A Legal Times report notes that one proposal for making up the revenue shortfall that would accompany partial privatization of Social Security is to require limited partners, shareholders in LLC’s, and subchaper S corporations to pay employment taxes. Because of the increasing popularity of limited-liability entities this change would be felt by many law firms. While there is no rule expressly prohibiting a law firm organized as an LLP from not treating "limited partners" as general partners for the purposes of employment taxes, it should be clear to any fair-minded lawyer that compensation paid to these partners should be treated as subject to employment taxes.

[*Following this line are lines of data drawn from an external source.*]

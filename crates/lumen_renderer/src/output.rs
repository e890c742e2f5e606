//! Writing rendered images to disk.
//!
//! PPM (plain-text P3) is the native format; PNG goes through the `image`
//! crate when the output path asks for it.

use std::fs::File;
use std::io::{self, BufWriter, Write};
use std::path::Path;

use image::RgbImage;
use thiserror::Error;

use crate::renderer::{color_to_rgb, ImageBuffer};

/// Errors that can occur while saving an image.
#[derive(Error, Debug)]
pub enum OutputError {
    #[error("IO error: {0}")]
    Io(#[from] io::Error),

    #[error("Image encoding error: {0}")]
    Image(#[from] image::ImageError),

    #[error("Pixel buffer does not match {width}x{height}")]
    BufferSize { width: u32, height: u32 },
}

/// Write an image as plain-text PPM.
///
/// Header `P3`, dimensions, `255`, then one `r g b` line per pixel with
/// rows from the top of the image down. Each image row ends with an
/// empty line.
pub fn write_ppm<W: Write>(image: &ImageBuffer, writer: &mut W) -> io::Result<()> {
    write!(writer, "P3\n{} {}\n255\n", image.width, image.height)?;

    for row in image.pixels.chunks(image.width.max(1) as usize) {
        for color in row {
            let [r, g, b] = color_to_rgb(*color);
            writeln!(writer, "{} {} {}", r, g, b)?;
        }
        writeln!(writer)?;
    }

    Ok(())
}

/// Save an image, picking the format from the file extension.
///
/// `.png` writes PNG; anything else writes PPM.
pub fn save<P: AsRef<Path>>(image: &ImageBuffer, path: P) -> Result<(), OutputError> {
    let path = path.as_ref();
    let is_png = path
        .extension()
        .and_then(|ext| ext.to_str())
        .is_some_and(|ext| ext.eq_ignore_ascii_case("png"));

    if is_png {
        let buffer = RgbImage::from_raw(image.width, image.height, image.to_rgb8()).ok_or(
            OutputError::BufferSize {
                width: image.width,
                height: image.height,
            },
        )?;
        buffer.save(path)?;
    } else {
        let mut writer = BufWriter::new(File::create(path)?);
        write_ppm(image, &mut writer)?;
        writer.flush()?;
    }

    log::info!("Saved {}", path.display());
    Ok(())
}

This is the classic structure of a loophole: The formal rule does not expressly subject compensation of limited partners in professional service firms to employment taxes, but that treatment would be "contrary to the spirit and intent of the employment tax rules." As a matter of legal ethics, I think lawyers must advise clients, and take positions before the IRS, on the basis of "spirit and intent," not simply the form of legal rules. (Long jurisprudential argument omitted, but interested readers can find it here.) Apparently taxpayers and their lawyers think otherwise, to the tune of $6 billion in unpaid employment taxes. But the interesting thing about the article is the statement that lawyers have by and large avoided exploiting loopholes created by the rules on taxation of these entities. "Any analysis by a tax lawyer or accountant will conclude that in a professional services firm, all or virtually all compensation is subject to [employment taxes]." When applying the law to themselves, lawyers apparently adhere to its spirit and purpose, but are more willing to exploit loopholes on behalf of their clients.
The old saying goes that a lawyer who represents herself has a fool for a client. This case suggests the opposite conclusion, that lawyers take care not to subject themselves to potential liability for underreporting taxes, but are willing to let clients roll the dice. As some of the late 1990's tax shelters continue to unravel, creating huge liabilities for firms and their clients, maybe clients will start to ask lawyers what they would do if they were in the position of the taxpayer.